In twelve essays of biting (and entertaining) critique, R. F. Foster deplores what he considers a romanticized, simplified "popularization of history" that emphasizes Irish victimhood and trauma. Such selective and sentimental interpretations, Foster believes, amount to "psychobabble" and are concerned with marketing an industry of nostalgic tourism.

Sites of Memory, Sites of Mourning: The Great War in European Cultural History

It is widely accepted by scholars that the cultural break of modernism emerged in part as a response to the horrors of the First World War. Jay Winter disagrees in his study of commemoration of the war, positing that Europe's reaction to the Great War—not so untraditional after all—relied on "reconfigured conventions."

Memory

Commemorations: The Politics of National Identity

In this collection of papers presented at the 1990 conference "Public Memory and National Identity," historians, anthropologists, and ethnographers analyze the construction and negotiation of memorials' meanings in various cultural and historical contexts. John R. Gillis edited the collection and provides the introduction.

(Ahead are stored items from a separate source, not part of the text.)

use crate::error::CoreError;
use serde::{Deserialize, Serialize};
use std::fmt;

pub const DEFAULT_COUNTRY_CODE: &str = "55";
pub const MIN_DIGITS: usize = 11;

/// A phone number in `+<digits>` form with at least [`MIN_DIGITS`] digits.
///
/// The only way to build one is through [`CanonicalNumber::parse`], so two
/// values compare equal exactly when they refer to the same recipient.
#[derive(Debug, Clone, PartialEq, Eq, Hash, PartialOrd, Ord, Serialize)]
#[serde(transparent)]
pub struct CanonicalNumber(String);

impl CanonicalNumber {
    pub fn parse(raw: &str) -> Result<Self, CoreError> {
        Self::classify(raw).map_err(|reason| CoreError::InvalidNumber {
            raw: raw.to_string(),
            reason,
        })
    }

    pub fn classify(raw: &str) -> Result<Self, RejectReason> {
        let normalized = normalize_number(raw);
        if normalized.is_empty() {
            return Err(RejectReason::NoDigits);
        }
        if !is_valid_number(&normalized) {
            return Err(RejectReason::TooShort);
        }
        Ok(Self(normalized))
    }

    pub fn as_str(&self) -> &str {
        &self.0
    }

    pub fn into_string(self) -> String {
        self.0
    }
}

impl fmt::Display for CanonicalNumber {
    fn fmt(&self, f: &mut fmt::Formatter<'_>) -> fmt::Result {
        f.write_str(&self.0)
    }
}

impl AsRef<str> for CanonicalNumber {
    fn as_ref(&self) -> &str {
        &self.0
    }
}

impl<'de> Deserialize<'de> for CanonicalNumber {
    fn deserialize<D>(deserializer: D) -> Result<Self, D::Error>
    where
        D: serde::Deserializer<'de>,
    {
        let raw = String::deserialize(deserializer)?;
        CanonicalNumber::parse(&raw).map_err(serde::de::Error::custom)
    }
}

#[derive(Debug, Clone, Copy, PartialEq, Eq, Serialize)]
#[serde(rename_all = "snake_case")]
pub enum RejectReason {
    NoDigits,
    TooShort,
}

impl fmt::Display for RejectReason {
    fn fmt(&self, f: &mut fmt::Formatter<'_>) -> fmt::Result {
        match self {
            RejectReason::NoDigits => f.write_str("no digits"),
            RejectReason::TooShort => write!(f, "fewer than {MIN_DIGITS} digits"),
        }
    }
}

/// Rewrites user-entered phone text into `+<digits>` form.
///
/// Returns an empty string when the input has no digits at all. A leading
/// `00` international prefix is dropped; numbers typed without a country
/// code get [`DEFAULT_COUNTRY_CODE`] when they have exactly eleven digits.
pub fn normalize_number(raw: &str) -> String {
    let digits: String = raw.chars().filter(|ch| ch.is_ascii_digit()).collect();
    if digits.is_empty() {
        return String::new();
    }
    let digits = digits.strip_prefix("00").unwrap_or(&digits);

    if raw.trim().starts_with('+') || digits.starts_with(DEFAULT_COUNTRY_CODE) {
        return format!("+{digits}");
    }
    if digits.len() == MIN_DIGITS {
        return format!("+{DEFAULT_COUNTRY_CODE}{digits}");
    }
    format!("+{digits}")
}

pub fn is_valid_number(value: &str) -> bool {
    if !value.starts_with('+') {
        return false;
    }
    value.chars().filter(|ch| ch.is_ascii_digit()).count() >= MIN_DIGITS
}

Race and Reunion: The Civil War in American Memory

In the fifty years after the Civil War, a cultural contest was waged over the war's memory, as David W. Blight illustrates in this meticulously researched and lucidly argued account. The question of race and the principle of emancipation receded from view as whites from the North and South sought reconciliation, achieved through instruments of memory such as statues of Robert E. Lee and Robert Gould Shaw, the creation of the Memorial Day holiday, soldiers' reunions and memoirs, and popular literature.

Famine

The Great Irish Potato Famine

James S. Donnelly, Jr.'s clear, complete, well-illustrated synthesis of the famine probes questions of British responsibility for the famine, as well as the catastrophe's preventability.

The Irish Famine

Amply illustrated and chock full of period documents, this small volume by Peter Gray makes an excellent introduction to the causes of the famine and its consequences, including large-scale Irish emigration to the United States.

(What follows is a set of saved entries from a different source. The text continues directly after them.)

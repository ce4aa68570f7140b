use anyhow::Result;
use serde::Serialize;
use std::io::{self, Write};
use std::path::PathBuf;
use zapper_config::AppConfig;

pub mod completions;
pub mod defaults;
pub mod log;
pub mod normalize;
pub mod send;

pub struct Context<'a> {
    pub json: bool,
    pub config: &'a AppConfig,
    pub log_path: PathBuf,
    pub history_path: PathBuf,
}

pub fn print_json<T: Serialize>(value: &T) -> Result<()> {
    let mut stdout = io::stdout().lock();
    serde_json::to_writer_pretty(&mut stdout, value)?;
    writeln!(stdout)?;
    Ok(())
}
use std::path::PathBuf;
use thiserror::Error;
use zapper_core::CoreError;

#[derive(Debug, Error)]
pub enum StoreError {
    #[error("io error: {0}")]
    Io(#[from] std::io::Error),
    #[error("json error: {0}")]
    Json(#[from] serde_json::Error),
    #[error("core error: {0}")]
    Core(#[from] CoreError),
    #[error("missing home directory")]
    MissingHomeDir,
    #[error("invalid data path: {0}")]
    InvalidDataPath(PathBuf),
    #[error("message file not found: {0}")]
    MissingMessageSource(PathBuf),
    #[error("message file is empty: {0}")]
    EmptyMessageSource(PathBuf),
    #[error("roster file not found: {0}")]
    MissingRoster(PathBuf),
    #[error("invalid roster {path}: {reason}")]
    InvalidRoster { path: PathBuf, reason: String },
    #[error("no valid numbers in roster: {0}")]
    EmptyRoster(PathBuf),
}

pub type Result<T> = std::result::Result<T, StoreError>;

#[derive(Debug, Clone, Copy, PartialEq, Eq)]
pub enum StoreErrorKind {
    Io,
    Json,
    Core,
    MissingHomeDir,
    InvalidDataPath,
    MissingMessageSource,
    EmptyMessageSource,
    MissingRoster,
    InvalidRoster,
    EmptyRoster,
}

impl StoreError {
    pub fn kind(&self) -> StoreErrorKind {
        match self {
            StoreError::Io(_) => StoreErrorKind::Io,
            StoreError::Json(_) => StoreErrorKind::Json,
            StoreError::Core(_) => StoreErrorKind::Core,
            StoreError::MissingHomeDir => StoreErrorKind::MissingHomeDir,
            StoreError::InvalidDataPath(_) => StoreErrorKind::InvalidDataPath,
            StoreError::MissingMessageSource(_) => StoreErrorKind::MissingMessageSource,
            StoreError::EmptyMessageSource(_) => StoreErrorKind::EmptyMessageSource,
            StoreError::MissingRoster(_) => StoreErrorKind::MissingRoster,
            StoreError::InvalidRoster { .. } => StoreErrorKind::InvalidRoster,
            StoreError::EmptyRoster(_) => StoreErrorKind::EmptyRoster,
        }
    }
}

The Great Irish Famine: Impact, Ideology, and Rebellion

Christine Kinealy's comprehensive account discusses the government's response to the famine; the role of philanthropy in relief; food production, export, and distribution; the role of religion and churches; and the political responses of the Irish people. Of particular interest is a chapter devoted to famine commemoration.

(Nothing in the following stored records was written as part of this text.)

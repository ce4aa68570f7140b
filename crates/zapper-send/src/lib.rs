pub mod batch;
pub mod delivery;
pub mod error;
pub mod pace;
pub mod report;

pub use batch::{BatchOptions, BatchRequest, Dispatcher};
pub use delivery::{CommandDelivery, Delivery, DryRunDelivery};
pub use error::{Result, SendError};
pub use pace::{NoPause, Pacer, ThreadPacer};
pub use report::{BatchReport, NumberResult};
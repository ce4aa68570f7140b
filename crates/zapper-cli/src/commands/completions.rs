use anyhow::Result;
use clap::CommandFactory;
use clap_complete::{generate, Shell};
use std::io;

#[derive(Debug, clap::Args)]
pub struct CompletionsArgs {
    /// Shell to generate the script for
    #[arg(value_enum)]
    pub shell: Shell,
}

pub fn emit(args: CompletionsArgs) -> Result<()> {
    let mut cmd = crate::Cli::command();
    let name = cmd.get_name().to_string();
    generate(args.shell, &mut cmd, name, &mut io::stdout().lock());
    Ok(())
}
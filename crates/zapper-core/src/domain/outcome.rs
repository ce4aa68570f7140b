use serde::{Serialize, Serializer};
use std::fmt;

#[derive(Debug, Clone, Copy, PartialEq, Eq, Hash)]
pub enum SkipReason {
    /// Number already appeared earlier in the same batch.
    Duplicate,
    /// The delivery helper's own history lists the number.
    ExternalHistory,
    /// The dispatch log already holds a record for the number.
    LocalLog,
}

impl SkipReason {
    pub fn label(self) -> &'static str {
        match self {
            SkipReason::Duplicate => "duplicado",
            SkipReason::ExternalHistory => "historico_pywhatkit",
            SkipReason::LocalLog => "log_local",
        }
    }
}

impl fmt::Display for SkipReason {
    fn fmt(&self, f: &mut fmt::Formatter<'_>) -> fmt::Result {
        f.write_str(self.label())
    }
}

impl Serialize for SkipReason {
    fn serialize<S: Serializer>(&self, serializer: S) -> Result<S::Ok, S::Error> {
        serializer.serialize_str(self.label())
    }
}

/// What happened to one number of a batch. Every number gets exactly one.
#[derive(Debug, Clone, PartialEq, Eq)]
pub enum DispatchOutcome {
    Sent,
    Skipped(SkipReason),
    Failed(String),
}

impl DispatchOutcome {
    pub fn is_sent(&self) -> bool {
        matches!(self, DispatchOutcome::Sent)
    }

    pub fn is_skipped(&self) -> bool {
        matches!(self, DispatchOutcome::Skipped(_))
    }

    pub fn is_failed(&self) -> bool {
        matches!(self, DispatchOutcome::Failed(_))
    }
}

impl fmt::Display for DispatchOutcome {
    fn fmt(&self, f: &mut fmt::Formatter<'_>) -> fmt::Result {
        match self {
            DispatchOutcome::Sent => f.write_str("enviado"),
            DispatchOutcome::Skipped(reason) => write!(f, "pulado: {reason}"),
            DispatchOutcome::Failed(message) => write!(f, "erro: {message}"),
        }
    }
}

impl Serialize for DispatchOutcome {
    fn serialize<S: Serializer>(&self, serializer: S) -> Result<S::Ok, S::Error> {
        serializer.collect_str(self)
    }
}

Ireland's Great Hunger: Silence, Memory, and Commemoration

Drawn from papers presented at the September 2000 Great Hunger Conference held at Connecticut's Quinnipiac University, this collection of essays by scholars in history, psychology, and other disciplines in the humanities and social sciences address historical, personal, and family memory of the Irish Famine. David A. Valone and Christine Kinealy edited the collection.

Poverty and Famines: An Essay on Entitlement and Deprivation

In this landmark work, Nobel Prize-winning economist Amartya Sen (survivor of the Bengal famine) demonstrates the primacy of controllable social, economic, and political factors over environmental or other natural factors in precipitating famine. Widespread hunger is rarely accounted for by sheer lack of sustenance. Famine-stricken countries often have sufficient food (or money for imports) to provide for their populations, but unemployment, rising prices, or other economic circumstances lead to impoverishment and want.

The Irish Famine and Diaspora

The End of Hidden Ireland: Rebellion, Famine, and Emigration

With painstaking research and in engaging style, Robert James Scally details the lives of residents of the townland of Ballykilcline before the famine and in the face of its devastation, including the community's rent strike, its clashes with its landlord and with the Crown, and the eviction and assisted emigration of 500 residents to New York. Scally's deft recovery of the perspectives of ordinary people is a striking achievement.

The Great Famine and the Irish Diaspora in America

Twelve essays commemorating the famine's 150th anniversary explore consequences of the famine in Ireland, changing perceptions of the famine, and public memory of the famine and its role in the construction of Irish American identity. Arthur Gribben edited the eclectic collection.